(WHAT YOU HAVE TO DO): Please restate the lines shown below exactly, every one of them.

(THE DATA):
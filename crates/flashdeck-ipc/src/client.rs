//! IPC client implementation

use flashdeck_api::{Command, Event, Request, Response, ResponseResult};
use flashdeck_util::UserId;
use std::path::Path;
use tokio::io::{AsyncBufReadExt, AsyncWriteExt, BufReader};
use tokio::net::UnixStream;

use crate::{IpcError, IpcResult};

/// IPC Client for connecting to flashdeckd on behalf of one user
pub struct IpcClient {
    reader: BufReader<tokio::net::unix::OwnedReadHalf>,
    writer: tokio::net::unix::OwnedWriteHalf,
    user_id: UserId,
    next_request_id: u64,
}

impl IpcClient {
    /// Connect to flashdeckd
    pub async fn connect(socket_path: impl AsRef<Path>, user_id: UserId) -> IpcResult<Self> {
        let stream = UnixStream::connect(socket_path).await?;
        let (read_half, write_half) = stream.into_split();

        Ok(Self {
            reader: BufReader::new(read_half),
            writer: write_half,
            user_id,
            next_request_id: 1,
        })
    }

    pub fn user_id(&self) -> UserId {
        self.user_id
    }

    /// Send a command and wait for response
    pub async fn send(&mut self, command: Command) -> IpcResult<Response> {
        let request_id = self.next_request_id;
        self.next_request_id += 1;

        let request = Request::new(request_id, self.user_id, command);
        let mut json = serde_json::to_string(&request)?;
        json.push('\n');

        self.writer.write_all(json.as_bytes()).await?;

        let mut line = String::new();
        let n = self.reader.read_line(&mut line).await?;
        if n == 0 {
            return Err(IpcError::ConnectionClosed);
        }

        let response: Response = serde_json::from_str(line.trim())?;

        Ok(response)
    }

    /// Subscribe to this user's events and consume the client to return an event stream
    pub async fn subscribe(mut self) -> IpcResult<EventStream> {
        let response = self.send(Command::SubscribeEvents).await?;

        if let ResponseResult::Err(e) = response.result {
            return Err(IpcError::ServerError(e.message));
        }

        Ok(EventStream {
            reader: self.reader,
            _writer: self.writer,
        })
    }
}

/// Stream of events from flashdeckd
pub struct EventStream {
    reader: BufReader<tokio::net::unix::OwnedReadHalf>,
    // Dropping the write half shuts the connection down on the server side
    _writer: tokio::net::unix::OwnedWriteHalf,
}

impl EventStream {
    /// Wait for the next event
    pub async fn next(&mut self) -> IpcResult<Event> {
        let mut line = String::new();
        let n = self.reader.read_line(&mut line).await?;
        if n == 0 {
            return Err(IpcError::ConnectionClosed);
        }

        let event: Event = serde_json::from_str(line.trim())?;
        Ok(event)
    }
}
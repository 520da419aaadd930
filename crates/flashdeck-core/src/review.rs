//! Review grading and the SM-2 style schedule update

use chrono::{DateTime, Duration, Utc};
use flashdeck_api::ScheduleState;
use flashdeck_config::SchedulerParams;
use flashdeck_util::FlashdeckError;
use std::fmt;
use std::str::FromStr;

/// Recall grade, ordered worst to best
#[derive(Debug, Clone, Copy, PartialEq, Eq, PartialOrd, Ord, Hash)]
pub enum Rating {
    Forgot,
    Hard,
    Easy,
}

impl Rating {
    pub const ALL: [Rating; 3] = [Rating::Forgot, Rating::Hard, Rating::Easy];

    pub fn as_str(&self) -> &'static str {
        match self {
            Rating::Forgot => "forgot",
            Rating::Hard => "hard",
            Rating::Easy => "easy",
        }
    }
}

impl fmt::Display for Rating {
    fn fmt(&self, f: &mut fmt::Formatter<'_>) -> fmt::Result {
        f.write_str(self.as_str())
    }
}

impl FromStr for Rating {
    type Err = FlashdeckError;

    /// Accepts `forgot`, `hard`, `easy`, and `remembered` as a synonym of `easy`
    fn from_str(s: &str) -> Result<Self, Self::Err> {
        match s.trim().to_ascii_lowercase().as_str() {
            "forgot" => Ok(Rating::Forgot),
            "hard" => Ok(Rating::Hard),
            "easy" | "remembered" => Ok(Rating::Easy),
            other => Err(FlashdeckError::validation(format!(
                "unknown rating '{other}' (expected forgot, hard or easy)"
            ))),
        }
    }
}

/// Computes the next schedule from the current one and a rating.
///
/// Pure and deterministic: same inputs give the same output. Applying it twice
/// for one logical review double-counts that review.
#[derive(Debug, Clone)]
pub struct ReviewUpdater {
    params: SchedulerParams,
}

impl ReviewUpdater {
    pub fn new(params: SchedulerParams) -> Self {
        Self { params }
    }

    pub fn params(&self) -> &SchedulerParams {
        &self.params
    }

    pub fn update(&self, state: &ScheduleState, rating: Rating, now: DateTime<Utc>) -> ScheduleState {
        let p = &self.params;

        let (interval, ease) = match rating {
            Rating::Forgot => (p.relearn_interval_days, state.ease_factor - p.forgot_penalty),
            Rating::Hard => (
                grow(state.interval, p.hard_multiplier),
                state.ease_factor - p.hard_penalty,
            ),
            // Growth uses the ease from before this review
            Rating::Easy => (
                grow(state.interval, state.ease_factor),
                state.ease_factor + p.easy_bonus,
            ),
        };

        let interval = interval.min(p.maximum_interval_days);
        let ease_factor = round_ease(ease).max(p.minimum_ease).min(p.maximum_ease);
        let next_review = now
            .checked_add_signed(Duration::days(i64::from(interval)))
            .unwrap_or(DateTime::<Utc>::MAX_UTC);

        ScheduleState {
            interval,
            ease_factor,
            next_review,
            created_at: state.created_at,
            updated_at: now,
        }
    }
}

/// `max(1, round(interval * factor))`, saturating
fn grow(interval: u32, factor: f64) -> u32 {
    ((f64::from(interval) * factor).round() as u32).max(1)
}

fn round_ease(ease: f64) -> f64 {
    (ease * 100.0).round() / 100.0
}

(EXERCISE RESPONSE):
filename crates/flashdeck-ipc/src/client.rs
//! IPC client implementation

use flashdeck_api::{Command, Event, Request, Response, ResponseResult};
use flashdeck_util::UserId;
use std::path::Path;
use tokio::io::{AsyncBufReadExt, AsyncWriteExt, BufReader};
use tokio::net::UnixStream;

use crate::{IpcError, IpcResult};

/// IPC Client for connecting to flashdeckd on behalf of one user
pub struct IpcClient {
    reader: BufReader<tokio::net::unix::OwnedReadHalf>,
    writer: tokio::net::unix::OwnedWriteHalf,
    user_id: UserId,
    next_request_id: u64,
}

impl IpcClient {
    /// Connect to flashdeckd
    pub async fn connect(socket_path: impl AsRef<Path>, user_id: UserId) -> IpcResult<Self> {
        let stream = UnixStream::connect(socket_path).await?;
        let (read_half, write_half) = stream.into_split();

        Ok(Self {
            reader: BufReader::new(read_half),
            writer: write_half,
            user_id,
            next_request_id: 1,
        })
    }

    pub fn user_id(&self) -> UserId {
        self.user_id
    }

    /// Send a command and wait for response
    pub async fn send(&mut self, command: Command) -> IpcResult<Response> {
        let request_id = self.next_request_id;
        self.next_request_id += 1;

        let request = Request::new(request_id, self.user_id, command);
        let mut json = serde_json::to_string(&request)?;
        json.push('\n');

        self.writer.write_all(json.as_bytes()).await?;

        let mut line = String::new();
        let n = self.reader.read_line(&mut line).await?;
        if n == 0 {
            return Err(IpcError::ConnectionClosed);
        }

        let response: Response = serde_json::from_str(line.trim())?;

        Ok(response)
    }

    /// Subscribe to this user's events and consume the client to return an event stream
    pub async fn subscribe(mut self) -> IpcResult<EventStream> {
        let response = self.send(Command::SubscribeEvents).await?;

        if let ResponseResult::Err(e) = response.result {
            return Err(IpcError::ServerError(e.message));
        }

        Ok(EventStream {
            reader: self.reader,
            _writer: self.writer,
        })
    }
}

/// Stream of events from flashdeckd
pub struct EventStream {
    reader: BufReader<tokio::net::unix::OwnedReadHalf>,
    // Dropping the write half shuts the connection down on the server side
    _writer: tokio::net::unix::OwnedWriteHalf,
}

impl EventStream {
    /// Wait for the next event
    pub async fn next(&mut self) -> IpcResult<Event> {
        let mut line = String::new();
        let n = self.reader.read_line(&mut line).await?;
        if n == 0 {
            return Err(IpcError::ConnectionClosed);
        }

        let event: Event = serde_json::from_str(line.trim())?;
        Ok(event)
    }
}
repository 520da419aaadd930
filename crates/flashdeck-core/src/review.rs
//! Review grading and the SM-2 style schedule update

use chrono::{DateTime, Duration, Utc};
use flashdeck_api::ScheduleState;
use flashdeck_config::SchedulerParams;
use flashdeck_util::FlashdeckError;
use std::fmt;
use std::str::FromStr;

/// Recall grade, ordered worst to best
#[derive(Debug, Clone, Copy, PartialEq, Eq, PartialOrd, Ord, Hash)]
pub enum Rating {
    Forgot,
    Hard,
    Easy,
}

impl Rating {
    pub const ALL: [Rating; 3] = [Rating::Forgot, Rating::Hard, Rating::Easy];

    pub fn as_str(&self) -> &'static str {
        match self {
            Rating::Forgot => "forgot",
            Rating::Hard => "hard",
            Rating::Easy => "easy",
        }
    }
}

impl fmt::Display for Rating {
    fn fmt(&self, f: &mut fmt::Formatter<'_>) -> fmt::Result {
        f.write_str(self.as_str())
    }
}

impl FromStr for Rating {
    type Err = FlashdeckError;

    /// Accepts `forgot`, `hard`, `easy`, and `remembered` as a synonym of `easy`
    fn from_str(s: &str) -> Result<Self, Self::Err> {
        match s.trim().to_ascii_lowercase().as_str() {
            "forgot" => Ok(Rating::Forgot),
            "hard" => Ok(Rating::Hard),
            "easy" | "remembered" => Ok(Rating::Easy),
            other => Err(FlashdeckError::validation(format!(
                "unknown rating '{other}' (expected forgot, hard or easy)"
            ))),
        }
    }
}

/// Computes the next schedule from the current one and a rating.
///
/// Pure and deterministic: same inputs give the same output. Applying it twice
/// for one logical review double-counts that review.
#[derive(Debug, Clone)]
pub struct ReviewUpdater {
    params: SchedulerParams,
}

impl ReviewUpdater {
    pub fn new(params: SchedulerParams) -> Self {
        Self { params }
    }

    pub fn params(&self) -> &SchedulerParams {
        &self.params
    }

    pub fn update(&self, state: &ScheduleState, rating: Rating, now: DateTime<Utc>) -> ScheduleState {
        let p = &self.params;

        let (interval, ease) = match rating {
            Rating::Forgot => (p.relearn_interval_days, state.ease_factor - p.forgot_penalty),
            Rating::Hard => (
                grow(state.interval, p.hard_multiplier),
                state.ease_factor - p.hard_penalty,
            ),
            // Growth uses the ease from before this review
            Rating::Easy => (
                grow(state.interval, state.ease_factor),
                state.ease_factor + p.easy_bonus,
            ),
        };

        let interval = interval.min(p.maximum_interval_days);
        let ease_factor = round_ease(ease).max(p.minimum_ease).min(p.maximum_ease);
        let next_review = now
            .checked_add_signed(Duration::days(i64::from(interval)))
            .unwrap_or(DateTime::<Utc>::MAX_UTC);

        ScheduleState {
            interval,
            ease_factor,
            next_review,
            created_at: state.created_at,
            updated_at: now,
        }
    }
}

/// `max(1, round(interval * factor))`, saturating
fn grow(interval: u32, factor: f64) -> u32 {
    ((f64::from(interval) * factor).round() as u32).max(1)
}

fn round_ease(ease: f64) -> f64 {
    (ease * 100.0).round() / 100.0
}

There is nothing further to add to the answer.